That's when Abramoff brought in a fake organization created by his partner Michael Scanlon. The tribe ended up donating about $2.7 million to the American International Center in order to fund Reed's anti-casino efforts, although it's not clear how much, if any, actually went to the Republican activist.

In total, the Choctaws spent about $5.2 million to fight gaming initiatives in Mississippi, home to Gulf Coast casinos, and Alabama, where the Poarch Band of Creek Indians is based. Despite the large sum, the tribe was happy with Reed's work, Rogers told the committee in an interview.

"The tribe has no complaints about the quality of work Reed undertook on its behalf," the report concluded.

The tribe is now hoping to expand its own gaming empire. With two casinos in operation on its reservation, the tribe has filed a land-into-trust application for another facility more than 200 miles away in Ocean Springs, a city on the Gulf Coast.

Choctaw Chief Martin says he won't move forward without local support.

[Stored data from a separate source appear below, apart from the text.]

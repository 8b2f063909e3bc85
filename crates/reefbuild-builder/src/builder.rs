//! Workflow driver
//!
//! Owns the validated configuration, assembles the step sequence in its
//! fixed order and converts the final state into an error or an artifact.

use crate::artifact::Artifact;
use crate::config::{Config, GENERATED_VARS, PreparedConfig};
use crate::error::Result;
use crate::hook::Hooks;
use crate::state::BuildState;
use crate::step::{
    CleanupStep, ConnectShellStep, ConnectStep, CreateApplicationStep, CreateImageStep,
    FindLabelStep, ProvisionStep, SetupSshStep, Step, WaitForAllocationStep, run_steps,
};
use std::future::Future;
use std::sync::Arc;

#[derive(Debug)]
pub struct Builder {
    prepared: PreparedConfig,
}

impl Builder {
    /// Validate the configuration; fails before any network call.
    pub fn new(config: Config) -> Result<Self> {
        Ok(Self {
            prepared: config.prepare()?,
        })
    }

    /// Variable names this builder publishes, advertised to the host before
    /// the run so provisioners can reference them.
    pub fn generated_vars() -> &'static [&'static str] {
        &GENERATED_VARS
    }

    /// Polling knobs, exposed so tests can shrink the tick intervals.
    pub fn tuning_mut(&mut self) -> &mut crate::config::PollTuning {
        &mut self.prepared.tuning
    }

    /// Run the full workflow: allocate, build, capture, release.
    ///
    /// Cleanup runs for every started step even when a step fails; a created
    /// application is deallocated exactly once either way. Returns the first
    /// recorded error, or the artifact carrying the generated variables.
    pub async fn run(&self, hooks: Hooks) -> Result<Artifact> {
        self.run_with_cancel(hooks, std::future::pending()).await
    }

    /// Like [`Builder::run`], but stops forward progress once `cancel`
    /// resolves (host shutdown, an overall build deadline). The in-flight
    /// step fails as a timeout and the cleanup phase still executes, so a
    /// created application is deallocated exactly once regardless of how
    /// the run ends.
    pub async fn run_with_cancel(
        &self,
        hooks: Hooks,
        cancel: impl Future<Output = ()> + Send,
    ) -> Result<Artifact> {
        let config = Arc::new(self.prepared.clone());

        // Cleanup is registered first so its cleanup hook runs last.
        let steps: Vec<Box<dyn Step>> = vec![
            Box::new(CleanupStep::new(Arc::clone(&config))),
            Box::new(ConnectStep::new(Arc::clone(&config))),
            Box::new(FindLabelStep::new(Arc::clone(&config))),
            Box::new(CreateApplicationStep::new(Arc::clone(&config))),
            Box::new(WaitForAllocationStep::new(Arc::clone(&config))),
            Box::new(SetupSshStep::new(Arc::clone(&config))),
            Box::new(ConnectShellStep::new(Arc::clone(&hooks.shell))),
            Box::new(ProvisionStep::new(Arc::clone(&hooks.provisioner))),
            Box::new(CreateImageStep::new(Arc::clone(&config))),
        ];

        let mut state = BuildState::new();
        run_steps(&steps, &mut state, cancel).await;

        if let Some(err) = state.error.take() {
            tracing::error!(error = %err, "Build failed");
            return Err(err);
        }

        Ok(Artifact::new(state.generated.into_map()))
    }
}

He asked officials in Jackson County to schedule a non-binding referendum in 2008 in preparation of negotiating a Class III compact with the state.

At one point, though, he sought to bypass local and state governments by opening a Class II facility on land that is already held in trust in Ocean Springs. Although he ended up withdrawing the request, the Interior Department told him the tribe would still have to go through a lengthy review process before using the land for gaming purposes.

Martin has since embarked on a public relations campaign in Mississippi to garner support for the state's first off-reservation casino. Although he acknowledges a fight with the Gulf Coast casino industry, the tribe is touting the benefits gaming might bring.

More quietly, Martin has engaged a low-key outreach in Indian Country. Earlier this year, he made a rare appearance at the United South and Eastern Tribes (USET) conference in Washington, D.C., an organization in which the Poarch Creeks are prominent.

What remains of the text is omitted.